Desperate Housewives: Listen to the Rain on the Roof (season premiere)
(S03E01) I think what has worked about Desperate Housewives for the past two seasons is its incredible camp. I have not been a regular watcher for the past two seasons, mostly because the time the show airs coincides with children's bedtimes at my house. But I had caught the occasional episode here and there, and I read enough entertainment magazines to have a knowledge of previous seasons' plot points.I would say that the primary strength and the primary weakness of the Season Three Premiere is that there really wasn't an original plotline in it -- yet, the actresses are so skilled that I found myself not caring much. I will still happily tune in next week. But it is deeply reminiscent of Sex and the City in disturbing ways, particularly the caricatures during the lunch meeting in which Bree announces her engagement to Dr. Demented. Could she be anymore like Charlotte at that moment? And what is also disturbing is that her character is also marrying an odd doctor (okay, dentist) played by Kyle Machlachlan. When did his name become synonymous with creepy? So, that Bree-Orson plotline? Lifted right from the movie Sleeping with the Enemy (the first of many terrible Julia Roberts movies). And Susan's plotline with Mike in a coma, so she can flirt with the outrageously cute Dougray Scott in the hospital? Well, The Dead Zone did that first. I don't have a real basis for the Gabrielle and Lynette storylines. So maybe, yes, we are heading into unfamiliar plotline territory with marital indiscretion/illegitimate children/surrogate babies. As much as Eva Longoria plays a caricature, she does have some nice emotional moments -- like when she is crying about how she is going to be a single mother to Carlos. Felicity Huffman is just always a pleasure, and Doug Savant gets one of the best lines and best deliveries in the show when he tells Lynette how much he scares her.
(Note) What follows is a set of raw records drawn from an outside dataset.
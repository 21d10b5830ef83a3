use crate::error::Result;
use crate::storage::{KEY_LOOKUP_CACHE, LocalStore};
use crate::text::normalize_lookup_key;
use crate::types::{LOOKUP_CACHE_MAX, LookupCacheEntry, WordRecord, now_ms};
use std::collections::HashMap;
use std::sync::Arc;
use std::sync::atomic::{AtomicU64, Ordering};
use tracing::debug;

static CACHE_SEQ: AtomicU64 = AtomicU64::new(1);

pub type LookupCacheMap = HashMap<String, LookupCacheEntry>;

/// Bounded lookup-result cache keyed by normalized query text, backed by
/// the host's local storage. Records are stored context-stripped; when the
/// resolved word differs from the query key an alias entry is written so
/// lookups by either form hit.
pub struct LookupCache {
    store: Arc<LocalStore>,
    max_entries: usize,
}

impl LookupCache {
    pub fn new(store: Arc<LocalStore>) -> Self {
        Self {
            store,
            max_entries: LOOKUP_CACHE_MAX,
        }
    }

    #[cfg(test)]
    pub fn with_capacity(store: Arc<LocalStore>, max_entries: usize) -> Self {
        Self { store, max_entries }
    }

    pub fn get(&self, query: &str) -> Option<WordRecord> {
        let key = normalize_lookup_key(query);
        let map: LookupCacheMap = self.store.get(KEY_LOOKUP_CACHE)?;
        map.get(&key).map(|entry| entry.data.clone())
    }

    pub async fn set(&self, query: &str, record: &WordRecord) -> Result<()> {
        let key = normalize_lookup_key(query);
        let mut data = record.clone();
        data.strip_context();
        data.collected_at = None;

        let mut map: LookupCacheMap = self.store.get(KEY_LOOKUP_CACHE).unwrap_or_default();
        let entry = LookupCacheEntry {
            data: data.clone(),
            cached_at: now_ms(),
            seq: CACHE_SEQ.fetch_add(1, Ordering::Relaxed),
        };
        let canonical = normalize_lookup_key(&data.word);
        if canonical != key && !canonical.is_empty() {
            map.insert(canonical, entry.clone());
        }
        map.insert(key.clone(), entry);
        let map = prune_lookup_cache(map, self.max_entries);
        debug!(key = %key, entries = map.len(), "lookup cache updated");
        self.store.set(KEY_LOOKUP_CACHE, &map).await
    }
}

/// Keep the `max` most recently-cached entries, sequence number breaking
/// same-millisecond ties. Idempotent and order-independent for the cap
/// property, so racing writers that each prune after their own insert
/// still settle under the cap.
pub fn prune_lookup_cache(cache: LookupCacheMap, max: usize) -> LookupCacheMap {
    if cache.len() <= max {
        return cache;
    }
    let mut entries: Vec<_> = cache.into_iter().collect();
    entries.sort_by(|a, b| {
        (b.1.cached_at, b.1.seq).cmp(&(a.1.cached_at, a.1.seq))
    });
    entries.truncate(max);
    entries.into_iter().collect()
}
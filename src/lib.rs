pub mod cache;
pub mod collection;
pub mod error;
pub mod highlight;
pub mod lookup;
pub mod message;
pub mod morphology;
pub mod providers;
pub mod storage;
pub mod text;
pub mod translate;
pub mod types;
pub mod ui;
pub mod watcher;
#[cfg(feature = "web")]
pub mod web;

pub use error::{Error, Result};
pub use lookup::LookupPipeline;
pub use message::{MessageHub, RuntimeMessage, RuntimeResponse};
pub use storage::LocalStore;
pub use types::{Settings, WordRecord};
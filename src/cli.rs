use std::error::Error;
use std::path::PathBuf;
use std::sync::Arc;

use clap::{Parser, Subcommand};
use pagegloss::cache::LookupCache;
use pagegloss::collection::{get_settings, get_username};
use pagegloss::morphology::{format_part_of_speech, format_phonetic};
use pagegloss::providers::BackendClient;
use pagegloss::types::{Accent, ReviewQueueItem, WordRecord};
use pagegloss::{LocalStore, LookupPipeline, MessageHub, RuntimeMessage};
use serde_json::json;

#[derive(Parser, Debug)]
#[command(name = "pagegloss", about = "Look up, collect, and review words", version)]
pub struct Cli {
    /// Emit JSON instead of human-readable output.
    #[arg(long, global = true)]
    json: bool,

    /// Path of the local data file.
    #[arg(long, global = true, default_value = "pagegloss-data.json")]
    data: PathBuf,

    #[command(subcommand)]
    command: Command,
}

#[derive(Subcommand, Debug)]
enum Command {
    /// Look up a word or phrase.
    Lookup {
        /// Text to look up.
        text: String,
        /// Sentence the text was selected from.
        #[arg(long)]
        sentence: Option<String>,
    },
    /// Operations on the collected-word list.
    #[command(subcommand)]
    Collections(CollectionsCommand),
    /// Operations on the review queue.
    #[command(subcommand)]
    Review(ReviewCommand),
    /// Show or change settings.
    #[command(subcommand)]
    Settings(SettingsCommand),
    /// Show or change the sync username.
    #[command(subcommand)]
    Username(UsernameCommand),
    /// Run the backend API server.
    #[cfg(feature = "web")]
    Serve {
        /// Address to bind.
        #[arg(long, default_value = "127.0.0.1:3000")]
        addr: std::net::SocketAddr,
    },
}

#[derive(Subcommand, Debug)]
enum CollectionsCommand {
    /// List collected words.
    List,
    /// Look a word up and add the result to the collection.
    Add { word: String },
    /// Remove a word from the collection.
    Remove { word: String },
    /// Push the collection to the backend and adopt the merged state.
    Sync,
}

#[derive(Subcommand, Debug)]
enum ReviewCommand {
    /// List queued words, most recent first.
    List,
    /// Queue a word for review.
    Add { word: String },
    /// Remove a word from the queue.
    Remove { word: String },
    /// Empty the queue.
    Clear,
}

#[derive(Subcommand, Debug)]
enum SettingsCommand {
    /// Print current settings.
    Show,
    /// Select the accent used for morphology phonetics.
    Accent {
        #[arg(value_parser = ["uk", "us"])]
        accent: String,
    },
}

#[derive(Subcommand, Debug)]
enum UsernameCommand {
    /// Print the stored username.
    Show,
    /// Store a username for backend sync.
    Set { username: String },
}

pub async fn run() -> Result<(), Box<dyn Error>> {
    init_tracing();
    let cli = Cli::parse();

    #[cfg(feature = "web")]
    if let Command::Serve { addr } = &cli.command {
        let config = pagegloss::web::WebConfig {
            addr: *addr,
            data_path: Some(cli.data),
        };
        pagegloss::web::serve(config).await?;
        return Ok(());
    }

    let store = Arc::new(LocalStore::persistent(cli.data));
    let primary = BackendClient::from_env(get_username(&store))
        .map(|client| Box::new(client) as Box<dyn pagegloss::providers::PrimarySource>);
    let pipeline = LookupPipeline::new(LookupCache::new(store.clone()), primary);
    let hub = MessageHub::new(store.clone(), pipeline);

    match cli.command {
        Command::Lookup { text, sentence } => {
            handle(
                &hub,
                RuntimeMessage::LookupWord {
                    payload: pagegloss::message::LookupPayload {
                        text,
                        context_sentence: sentence,
                    },
                },
                cli.json,
                print_record_value,
            )
            .await
        }
        Command::Collections(CollectionsCommand::List) => {
            handle(&hub, RuntimeMessage::GetCollections, cli.json, print_collections).await
        }
        Command::Collections(CollectionsCommand::Add { word }) => {
            let record = lookup_record(&hub, &word).await?;
            let response = hub
                .handle(RuntimeMessage::UpsertCollection {
                    payload: pagegloss::message::UpsertPayload { data: record },
                })
                .await;
            if !response.ok {
                return Err(response.error.unwrap_or_default().into());
            }
            if cli.json {
                println!("{}", serde_json::to_string_pretty(&json!({ "collected": word }))?);
            } else {
                println!("Collected \"{word}\".");
            }
            Ok(())
        }
        Command::Collections(CollectionsCommand::Remove { word }) => {
            handle(
                &hub,
                RuntimeMessage::DeleteCollection {
                    payload: pagegloss::message::WordPayload { word },
                },
                cli.json,
                |_| println!("Removed."),
            )
            .await
        }
        Command::Collections(CollectionsCommand::Sync) => {
            let count = hub.sync_collections().await?;
            if cli.json {
                println!("{}", serde_json::to_string_pretty(&json!({ "collections": count }))?);
            } else {
                println!("Synced {count} collections.");
            }
            Ok(())
        }
        Command::Review(ReviewCommand::List) => {
            handle(&hub, RuntimeMessage::GetReviewQueue, cli.json, print_review_queue).await
        }
        Command::Review(ReviewCommand::Add { word }) => {
            handle(
                &hub,
                RuntimeMessage::AddReviewQueue {
                    payload: pagegloss::message::WordPayload { word },
                },
                cli.json,
                |value| {
                    if value["queued"].as_bool().unwrap_or(false) {
                        println!("Queued for review.");
                    } else {
                        println!("Already in review queue.");
                    }
                },
            )
            .await
        }
        Command::Review(ReviewCommand::Remove { word }) => {
            handle(
                &hub,
                RuntimeMessage::DeleteReviewQueue {
                    payload: pagegloss::message::WordPayload { word },
                },
                cli.json,
                |_| println!("Removed."),
            )
            .await
        }
        Command::Review(ReviewCommand::Clear) => {
            handle(&hub, RuntimeMessage::ClearReviewQueue, cli.json, |_| {
                println!("Review queue cleared.")
            })
            .await
        }
        Command::Settings(SettingsCommand::Show) => {
            let settings = get_settings(&store);
            if cli.json {
                println!("{}", serde_json::to_string_pretty(&settings)?);
            } else {
                let accent = match settings.morphology_accent {
                    Accent::Uk => "uk",
                    Accent::Us => "us",
                };
                println!("Morphology accent: {accent}");
            }
            Ok(())
        }
        Command::Settings(SettingsCommand::Accent { accent }) => {
            handle(
                &hub,
                RuntimeMessage::SetSettings {
                    payload: json!({ "morphologyAccent": accent }),
                },
                cli.json,
                |value| println!("Morphology accent: {}", value["morphologyAccent"]),
            )
            .await
        }
        Command::Username(UsernameCommand::Show) => {
            handle(&hub, RuntimeMessage::GetUsername, cli.json, |value| {
                match value.as_str() {
                    Some(username) => println!("{username}"),
                    None => println!("No username stored."),
                }
            })
            .await
        }
        Command::Username(UsernameCommand::Set { username }) => {
            handle(
                &hub,
                RuntimeMessage::SetUsername {
                    payload: pagegloss::message::UsernamePayload { username },
                },
                cli.json,
                |_| println!("Username stored."),
            )
            .await
        }
        #[cfg(feature = "web")]
        Command::Serve { .. } => unreachable!("handled before store setup"),
    }
}

fn init_tracing() {
    use tracing_subscriber::EnvFilter;
    let filter = EnvFilter::try_from_default_env().unwrap_or_else(|_| EnvFilter::new("warn"));
    tracing_subscriber::fmt().with_env_filter(filter).init();
}

async fn handle(
    hub: &MessageHub,
    message: RuntimeMessage,
    as_json: bool,
    render: impl FnOnce(&serde_json::Value),
) -> Result<(), Box<dyn Error>> {
    let response = hub.handle(message).await;
    if !response.ok {
        return Err(response.error.unwrap_or_else(|| "request failed".into()).into());
    }
    let data = response.data.unwrap_or(serde_json::Value::Null);
    if as_json {
        println!("{}", serde_json::to_string_pretty(&data)?);
    } else {
        render(&data);
    }
    Ok(())
}

async fn lookup_record(hub: &MessageHub, word: &str) -> Result<WordRecord, Box<dyn Error>> {
    let response = hub
        .handle(RuntimeMessage::LookupWord {
            payload: pagegloss::message::LookupPayload {
                text: word.to_string(),
                context_sentence: None,
            },
        })
        .await;
    if !response.ok {
        return Err(response.error.unwrap_or_default().into());
    }
    let data = response.data.unwrap_or_default();
    Ok(serde_json::from_value(data)?)
}

fn print_record_value(value: &serde_json::Value) {
    let Ok(record) = serde_json::from_value::<WordRecord>(value.clone()) else {
        println!("{value}");
        return;
    };
    println!("{}", record.word);
    if !record.phonetic.is_empty() {
        println!(
            "UK /{}/  US /{}/",
            format_phonetic(record.phonetic.uk.as_deref()),
            format_phonetic(record.phonetic.us.as_deref())
        );
    }
    if let Some(zh) = &record.translation_zh {
        println!("{zh}");
    }
    for item in &record.definitions {
        println!("- [{}] {}", format_part_of_speech(&item.part_of_speech), item.definition);
        if let Some(translation) = &item.translation {
            println!("    {translation}");
        }
        if let Some(example) = &item.example {
            println!("    e.g. {example}");
        }
    }
    if let Some(tokens) = &record.morphology {
        if tokens.len() > 1 {
            println!("Morphology: {}", tokens.join(" + "));
        }
    }
    if let Some(explanation) = &record.context_explanation_zh {
        println!("{explanation}");
    }
}

fn print_collections(value: &serde_json::Value) {
    let Some(map) = value.as_object() else {
        println!("No collections.");
        return;
    };
    if map.is_empty() {
        println!("No collections.");
        return;
    }
    let width = map.keys().map(String::len).max().unwrap_or(4).max("WORD".len());
    println!("{:<width$}  {}", "WORD", "TRANSLATION", width = width);
    println!("{:-<width$}  {}", "", "-----------", width = width);
    let mut keys: Vec<_> = map.keys().collect();
    keys.sort();
    for key in keys {
        let translation = map[key]["translationZh"].as_str().unwrap_or("-");
        println!("{:<width$}  {}", key, translation, width = width);
    }
}

fn print_review_queue(value: &serde_json::Value) {
    let items: Vec<ReviewQueueItem> =
        serde_json::from_value(value.clone()).unwrap_or_default();
    if items.is_empty() {
        println!("Review queue is empty.");
        return;
    }
    println!("{} word(s) queued, most recent first:", items.len());
    for item in items {
        println!("- {}", item.word);
    }
}
//! Auto-breadcrumb nodes: one per command list the runtime was tracking.
//!
//! A node's op history is only read when one of its op iterators is driven,
//! so looking at the names and counts of every node in a large record is cheap.

use std::fmt;

use crate::context::{BreadcrumbContext, ContextCorrelator};
use crate::error::{DecodeError, Diagnostic, ListKind, ProviderError};
use crate::format::{self, AutoBreadcrumbOp};
use crate::list::decode_node_list;
use crate::name::DebugName;
use crate::provider::{optional_pointer, optional_string, read_u32, to_u32, DredProvider};
use crate::record::DecodeContext;
use crate::ring::{CompletedSlots, OutstandingSlots, RingSlot, RingWindow};

/// One op of a breadcrumb history.
#[derive(Debug, Clone, PartialEq, Eq)]
pub struct Breadcrumb {
    /// Position of the op in the logical history of its command list.
    pub index: u32,
    /// The raw `D3D12_AUTO_BREADCRUMB_OP` value.
    pub op: u32,
    pub context: Option<String>,
}

impl Breadcrumb {
    pub fn op_kind(&self) -> Option<AutoBreadcrumbOp> {
        AutoBreadcrumbOp::from_raw(self.op)
    }
}

/// A decoded `D3D12_AUTO_BREADCRUMB_NODE` or `D3D12_AUTO_BREADCRUMB_NODE1`.
pub struct BreadcrumbNode<'a, P: DredProvider + ?Sized> {
    provider: &'a P,
    module: String,
    command_list_name: DebugName,
    command_queue_name: DebugName,
    window: RingWindow,
    history: P::Value,
    contexts: Vec<BreadcrumbContext>,
}

impl<'a, P: DredProvider + ?Sized> BreadcrumbNode<'a, P> {
    pub fn command_list_name(&self) -> &DebugName {
        &self.command_list_name
    }

    pub fn command_queue_name(&self) -> &DebugName {
        &self.command_queue_name
    }

    /// The number of ops recorded in the command list.
    pub fn total_ops(&self) -> u32 {
        self.window.total()
    }

    /// The number of ops the GPU finished, clamped to [`total_ops`](Self::total_ops).
    pub fn completed_op_count(&self) -> u32 {
        self.window.completed()
    }

    pub fn window(&self) -> &RingWindow {
        &self.window
    }

    /// Context strings, ordered by op index. Always empty before DRED 1.3.
    pub fn contexts(&self) -> &[BreadcrumbContext] {
        &self.contexts
    }

    /// Completed ops still in the history ring, most recent first.
    pub fn completed_ops(&self) -> CompletedOps<'_, P> {
        Ops {
            provider: self.provider,
            module: &self.module,
            history: &self.history,
            slots: ContextCorrelator::descending(self.window.completed_slots(), &self.contexts),
        }
    }

    /// Ops that were submitted but never finished, oldest first.
    ///
    /// The op the GPU was working on when the device was removed is usually
    /// the first of these.
    pub fn outstanding_ops(&self) -> OutstandingOps<'_, P> {
        Ops {
            provider: self.provider,
            module: &self.module,
            history: &self.history,
            slots: ContextCorrelator::ascending(self.window.outstanding_slots(), &self.contexts),
        }
    }
}

impl<'a, P: DredProvider + ?Sized> fmt::Debug for BreadcrumbNode<'a, P> {
    fn fmt(&self, f: &mut fmt::Formatter<'_>) -> fmt::Result {
        f.debug_struct("BreadcrumbNode")
            .field("command_list_name", &self.command_list_name)
            .field("command_queue_name", &self.command_queue_name)
            .field("window", &self.window)
            .field("contexts", &self.contexts)
            .finish_non_exhaustive()
    }
}

/// A lazy walk over part of a node's op history.
///
/// Each op is read from the provider as it is yielded; an op that can't be
/// read is yielded as an error and the walk carries on with the next one.
pub struct Ops<'n, P: DredProvider + ?Sized, I> {
    provider: &'n P,
    module: &'n str,
    history: &'n P::Value,
    slots: ContextCorrelator<'n, I>,
}

pub type CompletedOps<'n, P> = Ops<'n, P, CompletedSlots>;
pub type OutstandingOps<'n, P> = Ops<'n, P, OutstandingSlots>;

impl<'n, P: DredProvider + ?Sized, I> Ops<'n, P, I> {
    fn read_op(&self, slot: RingSlot) -> Result<u32, ProviderError> {
        let entry = self
            .provider
            .index_array(self.history, u64::from(slot.physical))?;
        let op = self
            .provider
            .marshal_as(&entry, self.module, format::AUTO_BREADCRUMB_OP)?;
        // D3D12_AUTO_BREADCRUMB_OP is a 32-bit enum.
        Ok(self.provider.to_u64(&op)? as u32)
    }
}

impl<'n, P: DredProvider + ?Sized, I: Clone> Clone for Ops<'n, P, I> {
    fn clone(&self) -> Self {
        Ops {
            provider: self.provider,
            module: self.module,
            history: self.history,
            slots: self.slots.clone(),
        }
    }
}

impl<'n, P, I> Iterator for Ops<'n, P, I>
where
    P: DredProvider + ?Sized,
    I: Iterator<Item = RingSlot>,
{
    type Item = Result<Breadcrumb, ProviderError>;

    fn next(&mut self) -> Option<Self::Item> {
        let (slot, context) = self.slots.next()?;
        Some(self.read_op(slot).map(|op| Breadcrumb {
            index: slot.logical,
            op,
            context: context.map(str::to_owned),
        }))
    }

    fn size_hint(&self) -> (usize, Option<usize>) {
        self.slots.size_hint()
    }
}

impl<'n, P, I> ExactSizeIterator for Ops<'n, P, I>
where
    P: DredProvider + ?Sized,
    I: ExactSizeIterator<Item = RingSlot>,
{
}

/// Decode the breadcrumb node list starting at the pointer `head`.
pub(crate) fn read_breadcrumb_nodes<'a, P: DredProvider + ?Sized>(
    ctx: &mut DecodeContext<'a, P>,
    head: Option<P::Value>,
    has_contexts: bool,
) -> Vec<BreadcrumbNode<'a, P>> {
    decode_node_list(ctx, ListKind::BreadcrumbNodes, head, |ctx, position, pointer| {
        read_breadcrumb_node(ctx, position, pointer, has_contexts)
    })
}

fn read_breadcrumb_node<'a, P: DredProvider + ?Sized>(
    ctx: &mut DecodeContext<'a, P>,
    position: usize,
    pointer: &P::Value,
    has_contexts: bool,
) -> Result<BreadcrumbNode<'a, P>, DecodeError> {
    let provider = ctx.provider;
    let capacity = ctx.ring_capacity;
    let node = provider.dereference(pointer)?;

    let command_list_name = DebugName::select(
        optional_string(provider, &node, "pCommandListDebugNameA"),
        optional_string(provider, &node, "pCommandListDebugNameW"),
    );
    let command_queue_name = DebugName::select(
        optional_string(provider, &node, "pCommandQueueDebugNameA"),
        optional_string(provider, &node, "pCommandQueueDebugNameW"),
    );

    let total = read_u32(provider, &node, "BreadcrumbCount")?;
    let last_value = provider.field(&node, "pLastBreadcrumbValue")?;
    let completed = to_u32(
        provider,
        &provider.dereference(&last_value)?,
        "pLastBreadcrumbValue",
    )?;
    let history = provider.field(&node, "pCommandHistory")?;

    let mut contexts = NodeContexts::default();
    if has_contexts {
        if let Err(error) = read_contexts(provider, &node, capacity, &mut contexts) {
            contexts.error = Some(error);
        }
    }
    let NodeContexts {
        contexts,
        reported: reported_contexts,
        error: context_error,
    } = contexts;

    let window = RingWindow::new(total, completed, capacity);
    if let Some(completed) = window.overflow() {
        ctx.diagnostics.push(Diagnostic::CountOverflow {
            node: position,
            total,
            completed,
        });
    }
    if let Some(drop) = window.completed_drop() {
        ctx.diagnostics.push(Diagnostic::CompletedOpsDropped {
            node: position,
            capacity,
            dropped: drop.dropped,
            completed_dropped: drop.completed_dropped,
        });
    }
    if let Some(shortfall) = window.outstanding_shortfall() {
        ctx.diagnostics.push(Diagnostic::OutstandingOpsUnavailable {
            node: position,
            outstanding: shortfall.outstanding,
            retained: shortfall.retained,
            unavailable: shortfall.unavailable,
        });
    }
    if reported_contexts > capacity {
        ctx.diagnostics.push(Diagnostic::ContextsClamped {
            node: position,
            reported: reported_contexts,
            capacity,
        });
    }
    if let Some(error) = context_error {
        ctx.diagnostics.push(Diagnostic::ContextsUnreadable {
            node: position,
            error,
        });
    }
    if contexts.windows(2).any(|w| w[0].index >= w[1].index) {
        ctx.diagnostics.push(Diagnostic::UnorderedContexts { node: position });
    }

    Ok(BreadcrumbNode {
        provider,
        module: ctx.module.clone(),
        command_list_name,
        command_queue_name,
        window,
        history,
        contexts,
    })
}

/// The contexts of a `D3D12_AUTO_BREADCRUMB_NODE1`.
#[derive(Default)]
struct NodeContexts {
    contexts: Vec<BreadcrumbContext>,
    /// The count the node claims, before clamping.
    reported: u32,
    error: Option<DecodeError>,
}

/// Read up to `capacity` contexts into `read`. On failure, the contexts read
/// so far stay in `read.contexts`.
fn read_contexts<P: DredProvider + ?Sized>(
    provider: &P,
    node: &P::Value,
    capacity: u32,
    read: &mut NodeContexts,
) -> Result<(), DecodeError> {
    read.reported = read_u32(provider, node, "BreadcrumbContextsCount")?;
    let array = match optional_pointer(provider, node, "pBreadcrumbContexts")? {
        Some(array) => array,
        None => return Ok(()),
    };
    for i in 0..read.reported.min(capacity) {
        let entry = provider.index_array(&array, u64::from(i))?;
        let index = read_u32(provider, &entry, "BreadcrumbIndex")?;
        // A context without a string carries no information.
        if let Some(text) = optional_string(provider, &entry, "pContextString") {
            read.contexts.push(BreadcrumbContext { index, text });
        }
    }
    Ok(())
}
Other nice moments: When Susan tells the nurse to give Dougray Scott's comatose wife a sponge bath because, "She had an...accident." Teri Hatcher's hand gesture there as she wrangles for the right way to describe dumping a strawberry smoothie on a coma patient is very nice. And Marcia Cross is just priceless as Bree. Her face when Orson is describing his various methods for getting dishes really really clean is great-- Cross plays to her knowledge that the viewing audience will be regarding Orson as a freak (well, okay, this viewer did), and the look on her face suggests that she might be thinking that as well (though, knowing Bree, we know she isn't), and then she jumps him-- revealing her reaction to be lustful. Bree's line when Orson starts moving south, "I'm a Republican!" I laughed hard at that one, and harder when Bree jumped up and ran to her doctor after having her first orgasm. Despite Orson's murderous history, that might just make him a keeper.
If I were Nicolette Sheridan, I would be extremely pissed off because her character had nothing more to do than try to sell a house and insult old ladies. What happened to the concept of ensemble cast, hmmm?